"Welcome to the Club" is the second episode of the sixth season of the post-apocalyptic horror television series Fear the Walking Dead, which aired on AMC on October 18, 2020, in the United States.

This episode was directed by Lennie James who plays Morgan Jones in his directorial debut. It also marks the first appearance of new series regular Zoe Colleti as Dakota.

Plot 
Strand and Alicia are working with Virginia to clean up waste from the community. Marcus begins to harass Strand and Alicia but is reprimanded by Dakota, Virginia's younger sister.

Virginia sends Alicia and Strand to a warehouse full of walkers covered in sticky molasses as a punishment where she tests them.
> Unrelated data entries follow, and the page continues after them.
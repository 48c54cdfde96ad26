//! A typed, ordered collection of records stored under one key.
//!
//! Every mutating operation is a read-modify-write cycle: load a snapshot,
//! change the records in memory, and write back only if the stored blob is
//! still the one that was read. A lost race reloads and reapplies the
//! change, so concurrent writers never drop each other's updates.

use std::fmt;
use std::sync::Arc;

use serde::{Deserialize, Serialize};

use botarchive_store::BlobStore;
use botarchive_types::{IdGenerator, Record, RecordDraft, RecordId, RecordPatch, Timestamp};

use crate::error::{RegistryError, RegistryResult};

/// Attempts a mutation makes before reporting [`RegistryError::WriteConflict`].
pub const DEFAULT_MAX_ATTEMPTS: u32 = 16;

/// Which of the two collections a record lives in.
#[derive(Clone, Copy, Debug, PartialEq, Eq, Hash, Serialize, Deserialize)]
#[serde(rename_all = "lowercase")]
pub enum CollectionKind {
    /// Suggestions awaiting moderation.
    Pending,
    /// The public list.
    Approved,
}

impl fmt::Display for CollectionKind {
    fn fmt(&self, f: &mut fmt::Formatter<'_>) -> fmt::Result {
        match self {
            Self::Pending => write!(f, "pending"),
            Self::Approved => write!(f, "approved"),
        }
    }
}

/// Addresses records by id or by name.
#[derive(Clone, Debug, PartialEq, Eq)]
pub enum Selector {
    Id(RecordId),
    Name(String),
}

impl Selector {
    pub fn matches(&self, record: &Record) -> bool {
        match self {
            Self::Id(id) => record.id.matches(id),
            Self::Name(name) => record.has_name(name),
        }
    }
}

impl fmt::Display for Selector {
    fn fmt(&self, f: &mut fmt::Formatter<'_>) -> fmt::Result {
        match self {
            Self::Id(id) => write!(f, "id {id}"),
            Self::Name(name) => write!(f, "name {name:?}"),
        }
    }
}

/// Outcome of one in-memory pass over the records.
enum Pass<T> {
    /// The records changed and must be written back.
    Write(T),
    /// Nothing changed; skip the write.
    Keep(T),
}

/// One named collection with its id source.
#[derive(Clone)]
pub struct Collection {
    kind: CollectionKind,
    key: String,
    blob: BlobStore,
    ids: Arc<dyn IdGenerator>,
    max_attempts: u32,
}

impl Collection {
    pub fn new(
        kind: CollectionKind,
        key: impl Into<String>,
        blob: BlobStore,
        ids: Arc<dyn IdGenerator>,
    ) -> Self {
        Self {
            kind,
            key: key.into(),
            blob,
            ids,
            max_attempts: DEFAULT_MAX_ATTEMPTS,
        }
    }

    /// Override the conflict retry limit (at least one attempt is always made).
    pub fn with_max_attempts(mut self, attempts: u32) -> Self {
        self.max_attempts = attempts.max(1);
        self
    }

    pub fn kind(&self) -> CollectionKind {
        self.kind
    }

    pub fn key(&self) -> &str {
        &self.key
    }

    // ---- Reads ----

    pub async fn list(&self) -> RegistryResult<Vec<Record>> {
        Ok(self.blob.load(&self.key).await?)
    }

    pub async fn find(&self, selector: &Selector) -> RegistryResult<Option<Record>> {
        let records = self.list().await?;
        Ok(records.into_iter().find(|r| selector.matches(r)))
    }

    // ---- Appends ----

    /// Admit one record at the end of the collection.
    pub async fn append(&self, draft: RecordDraft) -> RegistryResult<Record> {
        self.mutate(|records| {
            let now = Timestamp::now();
            self.admit(records, draft.clone(), now).map(Pass::Write)
        })
        .await
    }

    /// Admit several records in one write, preserving their order.
    pub async fn append_batch(&self, drafts: Vec<RecordDraft>) -> RegistryResult<Vec<Record>> {
        if drafts.is_empty() {
            return Ok(Vec::new());
        }
        self.mutate(|records| {
            let now = Timestamp::now();
            let admitted = drafts
                .iter()
                .cloned()
                .map(|d| self.admit(records, d, now))
                .collect::<RegistryResult<Vec<_>>>()?;
            Ok(Pass::Write(admitted))
        })
        .await
    }

    /// Append an already-identified record, keeping its id.
    pub async fn append_record(&self, record: Record) -> RegistryResult<Record> {
        self.mutate(|records| {
            if records.iter().any(|r| r.id.matches(&record.id)) {
                return Err(RegistryError::DuplicateId {
                    collection: self.kind,
                    id: record.id.clone(),
                });
            }
            let mut record = record.clone();
            self.stamp(&mut record, Timestamp::now());
            records.push(record.clone());
            Ok(Pass::Write(record))
        })
        .await
    }

    /// Replace the whole collection with `drafts`.
    pub async fn replace_whole(&self, drafts: Vec<RecordDraft>) -> RegistryResult<Vec<Record>> {
        self.mutate(|records| {
            records.clear();
            let now = Timestamp::now();
            let admitted = drafts
                .iter()
                .cloned()
                .map(|d| self.admit(records, d, now))
                .collect::<RegistryResult<Vec<_>>>()?;
            Ok(Pass::Write(admitted))
        })
        .await
    }

    // ---- Removal ----

    /// Remove the records matching `selector`. Returns how many were removed.
    ///
    /// Idempotent: once nothing matches, no write happens. A name matching
    /// more than one record is rejected as ambiguous.
    pub async fn remove_where(&self, selector: &Selector) -> RegistryResult<usize> {
        self.mutate(|records| {
            let count = self.count_unambiguous(records, selector)?;
            if count == 0 {
                return Ok(Pass::Keep(0));
            }
            records.retain(|r| !selector.matches(r));
            Ok(Pass::Write(count))
        })
        .await
    }

    /// Remove and return the first record matching `selector`.
    pub async fn take_where(&self, selector: &Selector) -> RegistryResult<Option<Record>> {
        self.mutate(|records| {
            let position = records.iter().position(|r| selector.matches(r));
            match position {
                Some(index) => Ok(Pass::Write(Some(records.remove(index)))),
                None => Ok(Pass::Keep(None)),
            }
        })
        .await
    }

    // ---- Update ----

    /// Merge `patch` over the record matching `selector`.
    pub async fn update_where(
        &self,
        selector: &Selector,
        patch: &RecordPatch,
    ) -> RegistryResult<Record> {
        self.mutate(|records| {
            self.count_unambiguous(records, selector)?;
            let record = records
                .iter_mut()
                .find(|r| selector.matches(r))
                .ok_or_else(|| self.not_found(selector))?;
            if patch.is_empty() {
                return Ok(Pass::Keep(record.clone()));
            }
            patch.apply(record);
            Ok(Pass::Write(record.clone()))
        })
        .await
    }

    /// Delete the stored value entirely.
    pub async fn clear(&self) -> RegistryResult<()> {
        Ok(self.blob.clear(&self.key).await?)
    }

    pub(crate) fn not_found(&self, selector: &Selector) -> RegistryError {
        RegistryError::NotFound {
            collection: self.kind,
            target: selector.to_string(),
        }
    }

    // ---- Internals ----

    async fn mutate<T, F>(&self, mut pass: F) -> RegistryResult<T>
    where
        F: FnMut(&mut Vec<Record>) -> RegistryResult<Pass<T>> + Send,
        T: Send,
    {
        for attempt in 1..=self.max_attempts {
            let mut snapshot = self.blob.snapshot(&self.key).await?;
            let mut records = std::mem::take(&mut snapshot.records);
            match pass(&mut records)? {
                Pass::Keep(out) => return Ok(out),
                Pass::Write(out) => {
                    if self
                        .blob
                        .store_if_unchanged(&self.key, &snapshot, &records)
                        .await?
                    {
                        return Ok(out);
                    }
                    tracing::debug!(key = %self.key, attempt, "collection changed underneath, retrying");
                    tokio::task::yield_now().await;
                }
            }
        }
        tracing::warn!(key = %self.key, attempts = self.max_attempts, "giving up on contended write");
        Err(RegistryError::WriteConflict {
            key: self.key.clone(),
            attempts: self.max_attempts,
        })
    }

    fn admit(
        &self,
        records: &mut Vec<Record>,
        mut draft: RecordDraft,
        now: Timestamp,
    ) -> RegistryResult<Record> {
        let id = match draft.id.take() {
            Some(id) if records.iter().any(|r| r.id.matches(&id)) => {
                return Err(RegistryError::DuplicateId {
                    collection: self.kind,
                    id,
                });
            }
            Some(id) => id,
            None => self.fresh_id(records),
        };
        let mut record = draft.into_record(id);
        self.stamp(&mut record, now);
        records.push(record.clone());
        Ok(record)
    }

    fn fresh_id(&self, records: &[Record]) -> RecordId {
        loop {
            let id = self.ids.next_id();
            if !records.iter().any(|r| r.id.matches(&id)) {
                return id;
            }
        }
    }

    fn stamp(&self, record: &mut Record, now: Timestamp) {
        match self.kind {
            CollectionKind::Pending => {
                record.suggested_at.get_or_insert(now);
            }
            CollectionKind::Approved => {
                record.created_at.get_or_insert(now);
            }
        }
    }

    fn count_unambiguous(&self, records: &[Record], selector: &Selector) -> RegistryResult<usize> {
        let count = records.iter().filter(|r| selector.matches(r)).count();
        match selector {
            Selector::Name(name) if count > 1 => Err(RegistryError::AmbiguousName {
                name: name.clone(),
                count,
            }),
            _ => Ok(count),
        }
    }
}

impl fmt::Debug for Collection {
    fn fmt(&self, f: &mut fmt::Formatter<'_>) -> fmt::Result {
        f.debug_struct("Collection")
            .field("kind", &self.kind)
            .field("key", &self.key)
            .field("max_attempts", &self.max_attempts)
            .finish()
    }
}
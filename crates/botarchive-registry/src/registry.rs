use std::sync::Arc;

use serde::{Deserialize, Serialize};

use botarchive_store::{BlobStore, KvStore};
use botarchive_types::{Category, IdGenerator, Record, UuidGenerator};

use crate::collection::{Collection, CollectionKind, DEFAULT_MAX_ATTEMPTS};
use crate::error::RegistryResult;
use crate::moderation::Moderation;

/// Store keys and write behavior for the two collections.
#[derive(Clone, Debug, PartialEq, Eq, Serialize, Deserialize)]
pub struct RegistryConfig {
    pub approved_key: String,
    pub pending_key: String,
    pub max_write_attempts: u32,
}

impl Default for RegistryConfig {
    fn default() -> Self {
        Self {
            approved_key: "approved_bots_v3".into(),
            pending_key: "pending_suggestions_v3".into(),
            max_write_attempts: DEFAULT_MAX_ATTEMPTS,
        }
    }
}

/// Category narrowing of a listing.
#[derive(Clone, Copy, Debug, Default, PartialEq, Eq)]
pub enum CategoryFilter {
    #[default]
    Any,
    Is(Category),
    /// A label that names no category; matches nothing.
    Unmatched,
}

impl CategoryFilter {
    /// Interpret a user-supplied label. Blank, `all` and `Tous` mean no filter.
    pub fn parse(label: &str) -> Self {
        let label = label.trim();
        if label.is_empty()
            || label.eq_ignore_ascii_case("all")
            || label.eq_ignore_ascii_case("tous")
        {
            return Self::Any;
        }
        match label.parse::<Category>() {
            Ok(category) => Self::Is(category),
            Err(_) => Self::Unmatched,
        }
    }

    pub fn matches(&self, category: Option<Category>) -> bool {
        match self {
            Self::Any => true,
            Self::Is(c) => category == Some(*c),
            Self::Unmatched => false,
        }
    }
}

/// Optional narrowing of a listing: name substring and category.
#[derive(Clone, Debug, Default, PartialEq, Eq)]
pub struct ListFilter {
    pub query: Option<String>,
    pub category: CategoryFilter,
}

impl ListFilter {
    pub fn matches(&self, record: &Record) -> bool {
        let name_ok = match &self.query {
            Some(q) if !q.trim().is_empty() => record
                .name
                .to_lowercase()
                .contains(&q.trim().to_lowercase()),
            _ => true,
        };
        name_ok && self.category.matches(record.category)
    }

    pub fn is_empty(&self) -> bool {
        self.query.as_deref().map_or(true, |q| q.trim().is_empty()) && self.category == CategoryFilter::Any
    }
}

/// The pending and approved collections over one key-value store.
///
/// Collections are created lazily by their first write and read as empty
/// until then. The store handle is passed in explicitly; nothing here is
/// global.
#[derive(Clone, Debug)]
pub struct Registry {
    pending: Collection,
    approved: Collection,
}

impl Registry {
    /// Build a registry with UUID v7 ids and default keys.
    pub fn new(kv: Arc<dyn KvStore>) -> Self {
        Self::with_config(kv, Arc::new(UuidGenerator), RegistryConfig::default())
    }

    pub fn with_config(
        kv: Arc<dyn KvStore>,
        ids: Arc<dyn IdGenerator>,
        config: RegistryConfig,
    ) -> Self {
        let blob = BlobStore::new(kv);
        let pending = Collection::new(
            CollectionKind::Pending,
            config.pending_key,
            blob.clone(),
            Arc::clone(&ids),
        )
        .with_max_attempts(config.max_write_attempts);
        let approved = Collection::new(CollectionKind::Approved, config.approved_key, blob, ids)
            .with_max_attempts(config.max_write_attempts);
        Self { pending, approved }
    }

    pub fn pending(&self) -> &Collection {
        &self.pending
    }

    pub fn approved(&self) -> &Collection {
        &self.approved
    }

    pub fn collection(&self, kind: CollectionKind) -> &Collection {
        match kind {
            CollectionKind::Pending => &self.pending,
            CollectionKind::Approved => &self.approved,
        }
    }

    /// The promotion/rejection workflow over this registry's collections.
    pub fn moderation(&self) -> Moderation<'_> {
        Moderation::new(&self.pending, &self.approved)
    }

    /// Read a collection, narrowed by `filter`.
    pub async fn list(&self, kind: CollectionKind, filter: &ListFilter) -> RegistryResult<Vec<Record>> {
        let records = self.collection(kind).list().await?;
        if filter.is_empty() {
            return Ok(records);
        }
        Ok(records.into_iter().filter(|r| filter.matches(r)).collect())
    }

    /// Delete both collections.
    pub async fn flush_all(&self) -> RegistryResult<()> {
        self.approved.clear().await?;
        self.pending.clear().await?;
        tracing::info!("flushed approved and pending collections");
        Ok(())
    }
}
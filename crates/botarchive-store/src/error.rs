/// Errors from key-value store operations.
#[derive(Debug, thiserror::Error)]
pub enum StoreError {
    /// The backend could not be reached or refused the operation.
    #[error("backend unavailable: {0}")]
    Unavailable(String),

    /// Serialization failure while encoding a collection.
    #[error("serialization error: {0}")]
    Serialization(String),

    /// The key is not usable by this backend.
    #[error("invalid key: {0}")]
    InvalidKey(String),

    /// I/O error from the underlying storage backend.
    #[error("I/O error: {0}")]
    Io(#[from] std::io::Error),
}

/// Result alias for store operations.
pub type StoreResult<T> = Result<T, StoreError>;
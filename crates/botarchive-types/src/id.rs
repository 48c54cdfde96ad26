use std::fmt;
use std::sync::atomic::{AtomicI64, Ordering};

use serde::{Deserialize, Serialize};

/// Identifier of a record, unique within its collection.
///
/// Stored collections may carry either integer ids (legacy timestamp ids) or
/// string ids; both decode. Lookups compare the canonical text form, so a
/// client sending `"42"` addresses the record stored with `42`.
#[derive(Clone, PartialEq, Eq, Hash, Serialize, Deserialize)]
#[serde(untagged)]
pub enum RecordId {
    Number(i64),
    Text(String),
}

impl RecordId {
    /// Returns `true` if both ids render to the same text.
    pub fn matches(&self, other: &RecordId) -> bool {
        match (self, other) {
            (Self::Number(a), Self::Number(b)) => a == b,
            (Self::Text(a), Self::Text(b)) => a == b,
            (Self::Number(n), Self::Text(s)) | (Self::Text(s), Self::Number(n)) => {
                s.trim().parse::<i64>().map(|v| v == *n).unwrap_or(false)
            }
        }
    }
}

impl From<i64> for RecordId {
    fn from(n: i64) -> Self {
        Self::Number(n)
    }
}

impl From<&str> for RecordId {
    fn from(s: &str) -> Self {
        Self::Text(s.to_string())
    }
}

impl From<String> for RecordId {
    fn from(s: String) -> Self {
        Self::Text(s)
    }
}

impl fmt::Debug for RecordId {
    fn fmt(&self, f: &mut fmt::Formatter<'_>) -> fmt::Result {
        write!(f, "RecordId({self})")
    }
}

impl fmt::Display for RecordId {
    fn fmt(&self, f: &mut fmt::Formatter<'_>) -> fmt::Result {
        match self {
            Self::Number(n) => write!(f, "{n}"),
            Self::Text(s) => f.write_str(s),
        }
    }
}

/// Source of fresh record identifiers.
///
/// Collections call this whenever an incoming record has no id, and draw
/// again if the returned id is already taken.
pub trait IdGenerator: Send + Sync {
    fn next_id(&self) -> RecordId;
}

/// Time-ordered UUID v7 ids rendered as strings.
#[derive(Clone, Copy, Debug, Default)]
pub struct UuidGenerator;

impl IdGenerator for UuidGenerator {
    fn next_id(&self) -> RecordId {
        RecordId::Text(uuid::Uuid::now_v7().to_string())
    }
}

/// Monotonic integer ids starting at a given value.
///
/// Deterministic, which makes it the generator of choice in tests.
#[derive(Debug)]
pub struct SequentialGenerator {
    next: AtomicI64,
}

impl SequentialGenerator {
    pub fn new(start: i64) -> Self {
        Self {
            next: AtomicI64::new(start),
        }
    }
}

impl Default for SequentialGenerator {
    fn default() -> Self {
        Self::new(1)
    }
}

impl IdGenerator for SequentialGenerator {
    fn next_id(&self) -> RecordId {
        RecordId::Number(self.next.fetch_add(1, Ordering::Relaxed))
    }
}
Charlie also appears in the warehouse who was punished for trying to escape from the warehouse. Sanjay, a prisoner who already experienced the deaths of his companions and several pioneers, arrives to the warehouse. Suddenly, Dakota appears to help them escape from the warehouse, causing the death of two pioneers who tried to capture her and take her to Virginia. Strand murders Sanjay for being a coward and together with Alicia, Janis, and Charlie, they manage to successfully subdue the walkers.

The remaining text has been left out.